For the purposes of this brief experiment, we'll use bucket that contains around half a billion files and a "folder" prefix under that bucket that contains around 10 million files. We will just perform a file listing asking for all files matching a specific wildcard.
First, let's test GCLOUD STORAGE. The old "gsutil" utility is officially depreciated and gloud storage offers performance gains over gsutil. We'll report the median of 50 sequential runs from a 64-core N1 VM in US-WEST1 (Oregon) and EUROPE-WEST2 (London) against a bucket with 500 million files in the US-MULTI region. In this case, "gs://bucket/folder/" contains roughly 10 million files and our specific wildcard below matches 150 files. Here we can see that despite nearly half a billion files in the bucket, our listing returns in around 1.2-1.3 seconds. Notably, there is only a slight difference in timing between the two VMs:
time gcloud storage ls gs://bucket/folder/ABC*.zip | wc -l #EUROPE-WEST2: 0m1.314s #US-WEST1: 0m1.169s
While sufficient for many tasks, this isn't performant enough for many applications. Let's try GCP's native Python library. Note that GCLOUD is actually written in Python, but here we'll test how GCS integration performs in an end user application that is much simpler and more streamlined.
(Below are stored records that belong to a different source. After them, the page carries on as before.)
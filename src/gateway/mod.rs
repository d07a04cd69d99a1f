//! Subscription gateway
//!
//! Streams lifecycle events to live observers. A new connection first
//! receives an `init` snapshot of the active alerts and counts, and only
//! then becomes visible to broadcasts. Events stamped before the snapshot
//! was taken are already reflected in it and are not forwarded to that
//! connection, even when the bus delivers them late. A connection that
//! fails or times out on a send is marked dead and pruned at the start of
//! the next broadcast.

use crate::alerts::{AlertLifecycleManager, AlertStats};
use crate::bus::{Event, EventBus, EventFilter, EventHandler, SubscriberId};
use crate::domain::AlertInstance;
use crate::error::{HandlerError, SinkError};
use async_trait::async_trait;
use chrono::{DateTime, Utc};
use futures_util::future::join_all;
use serde::{Deserialize, Serialize};
use std::collections::HashMap;
use std::sync::atomic::{AtomicBool, AtomicU64, AtomicUsize, Ordering};
use std::sync::Arc;
use std::time::Duration;
use tokio::sync::{mpsc, RwLock};

/// Connection handle
pub type ConnectionId = u64;

/// Message sent to a connection
#[derive(Debug, Clone, PartialEq, Serialize, Deserialize)]
#[serde(rename_all = "lowercase")]
pub enum GatewayMessage {
    /// Snapshot sent once on connect
    Init {
        active: Vec<AlertInstance>,
        stats: AlertStats,
    },
    /// A bus event
    Event(Event),
}

/// Outbound side of a live connection
#[async_trait]
pub trait ConnectionSink: Send + Sync {
    /// Send one message
    async fn send(&self, message: GatewayMessage) -> Result<(), SinkError>;
}

#[async_trait]
impl ConnectionSink for mpsc::Sender<GatewayMessage> {
    async fn send(&self, message: GatewayMessage) -> Result<(), SinkError> {
        mpsc::Sender::send(self, message)
            .await
            .map_err(|_| SinkError::Closed)
    }
}

/// Gateway configuration
#[derive(Debug, Clone)]
pub struct GatewayConfig {
    /// Bound on a single send to one connection
    pub send_timeout: Duration,
    /// Buffer length for stream-form subscriptions
    pub queue_capacity: usize,
}

impl Default for GatewayConfig {
    fn default() -> Self {
        Self {
            send_timeout: Duration::from_secs(1),
            queue_capacity: 64,
        }
    }
}

struct Connection {
    filter: EventFilter,
    sink: Arc<dyn ConnectionSink>,
    alive: AtomicBool,
    /// Snapshot time; older events are covered by `init`
    since: DateTime<Utc>,
}

impl Connection {
    fn wants(&self, event: &Event) -> bool {
        self.alive.load(Ordering::Acquire)
            && self.filter.matches(event.event_type)
            && event.timestamp >= self.since
    }
}

/// Registry of live observers
pub struct SubscriptionGateway {
    config: GatewayConfig,
    lifecycle: Arc<AlertLifecycleManager>,
    connections: RwLock<HashMap<ConnectionId, Arc<Connection>>>,
    next_id: AtomicU64,
    dead: AtomicUsize,
}

impl SubscriptionGateway {
    /// Create a gateway reading snapshots from `lifecycle`
    pub fn new(config: GatewayConfig, lifecycle: Arc<AlertLifecycleManager>) -> Self {
        Self {
            config,
            lifecycle,
            connections: RwLock::new(HashMap::new()),
            next_id: AtomicU64::new(1),
            dead: AtomicUsize::new(0),
        }
    }

    /// Subscribe the gateway to every bus event
    pub fn attach(self: &Arc<Self>, bus: &EventBus) -> SubscriberId {
        bus.subscribe(EventFilter::all(), Arc::clone(self) as Arc<dyn EventHandler>)
    }

    /// Register a connection after sending it the `init` snapshot
    pub async fn connect(
        &self,
        filter: EventFilter,
        sink: Arc<dyn ConnectionSink>,
    ) -> Result<ConnectionId, SinkError> {
        // Holding the write lock keeps broadcasts out until registration
        let mut connections = self.connections.write().await;

        let since = Utc::now();
        let snapshot = GatewayMessage::Init {
            active: self.lifecycle.active_alerts(),
            stats: self.lifecycle.stats(since),
        };
        match tokio::time::timeout(self.config.send_timeout, sink.send(snapshot)).await {
            Ok(Ok(())) => {}
            Ok(Err(e)) => return Err(e),
            Err(_) => return Err(SinkError::Timeout),
        }

        let id = self.next_id.fetch_add(1, Ordering::Relaxed);
        connections.insert(
            id,
            Arc::new(Connection {
                filter,
                sink,
                alive: AtomicBool::new(true),
                since,
            }),
        );
        log::debug!("Gateway connection {} registered", id);
        Ok(id)
    }

    /// Stream-form subscription backed by a bounded channel
    pub async fn subscribe(
        &self,
        filter: EventFilter,
    ) -> Result<(ConnectionId, mpsc::Receiver<GatewayMessage>), SinkError> {
        let (tx, rx) = mpsc::channel(self.config.queue_capacity.max(1));
        let id = self.connect(filter, Arc::new(tx)).await?;
        Ok((id, rx))
    }

    /// Remove a connection
    pub async fn disconnect(&self, id: ConnectionId) -> bool {
        let removed = self.connections.write().await.remove(&id);
        if let Some(connection) = &removed {
            if !connection.alive.load(Ordering::Acquire) {
                self.dead.fetch_sub(1, Ordering::AcqRel);
            }
            log::debug!("Gateway connection {} disconnected", id);
        }
        removed.is_some()
    }

    /// Send an event to every live, matching connection
    pub async fn broadcast(&self, event: &Event) {
        if self.dead.load(Ordering::Acquire) > 0 {
            self.prune().await;
        }

        let connections = self.connections.read().await;
        let targets: Vec<(ConnectionId, Arc<Connection>)> = connections
            .iter()
            .filter(|(_, c)| c.wants(event))
            .map(|(id, c)| (*id, Arc::clone(c)))
            .collect();

        let timeout = self.config.send_timeout;
        let sends = targets.iter().map(|(id, connection)| {
            let message = GatewayMessage::Event(event.clone());
            async move {
                let result = tokio::time::timeout(timeout, connection.sink.send(message)).await;
                let error = match result {
                    Ok(Ok(())) => return,
                    Ok(Err(e)) => e,
                    Err(_) => SinkError::Timeout,
                };
                if connection.alive.swap(false, Ordering::AcqRel) {
                    self.dead.fetch_add(1, Ordering::AcqRel);
                    log::info!("Gateway connection {} marked dead: {}", id, error);
                }
            }
        });
        join_all(sends).await;
    }

    /// Number of registered connections, dead ones included until pruned
    pub async fn connection_count(&self) -> usize {
        self.connections.read().await.len()
    }

    async fn prune(&self) {
        let mut connections = self.connections.write().await;
        let before = connections.len();
        connections.retain(|_, c| c.alive.load(Ordering::Acquire));
        let pruned = before - connections.len();
        self.dead.fetch_sub(pruned, Ordering::AcqRel);
        log::debug!("Pruned {} dead gateway connections", pruned);
    }
}

#[async_trait]
impl EventHandler for SubscriptionGateway {
    fn name(&self) -> &str {
        "gateway"
    }

    async fn handle(&self, event: &Event) -> Result<(), HandlerError> {
        self.broadcast(event).await;
        Ok(())
    }
}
First we'll install the library:
pip install google-cloud-storage
Save the following as "gcstest.py":
from google.cloud import storage import fnmatch def list_blobs_with_prefix(bucket_name, prefix, delimiter=None): """Lists all the blobs in the bucket that begin with the prefix.""" storage_client = storage.Client() blobs = storage_client.list_blobs(bucket_name, prefix=prefix, delimiter=delimiter) return [blob.name for blob in blobs if fnmatch.fnmatch(blob.name, "*.zip")] # Replace 'my-bucket' with your bucket name and 'my-path/' with your path bucket_name = 'bucket' prefix = 'bucket/folder/ABC' matching_files = list_blobs_with_prefix(bucket_name, prefix) print("Files matching the pattern:", matching_files)
Now we'll run the script. Note that the library must first obtain an access token before performing the ls and includes the substantial startup cost of the full Python interpreter. In a production application, these would be partially ameliorated by the script performing these at startup. However, a long running script would still require token refresh and in this case we are testing the full cold start performance, replicating a cronjob or other process. Here the performance is nearly twice as fast as gcloud on the European VM and almost 4 times as fast on the US VM. Clearly using the native Python library is considerably faster and even applications that must wrap a workflow in a CLI utility (such as supporting a COTS application) will be better served performance-wise by writing their own Python script to perform key tasks than using gcloud:
time python3 ./gcstest.py #EUROPE-WEST2: 0m0.739s #US-WEST1: 0m0.313s
Finally, what about the native GCS JSON API? Presumably this should offer the fastest performance, since this has the lowest possible overhead. As a bonus, when running on a GCE VM, we have instant access to the access token for authentication. For even greater speedup, we'll use the "fields" parameter to ask the API to return only the filenames, not the full JSON record for each file – this yields considerable performance gains. As expected, this yields the best performance by a considerable margin. European accesses are 8.2x faster than GCLOUD and 4.6x faster than Python, while US accesses are 16.2x faster than GCLOUD and 4.3x faster than Python. Note that the API returns a maximum of 1,000 results by default (this can be increased using maxResults, but is not fully respected by the API) and can return fewer, requiring parsing the pagination token and making subsequent results to ingest all results, so this is a simplified workflow that is designed for use cases where there are only a few matching results.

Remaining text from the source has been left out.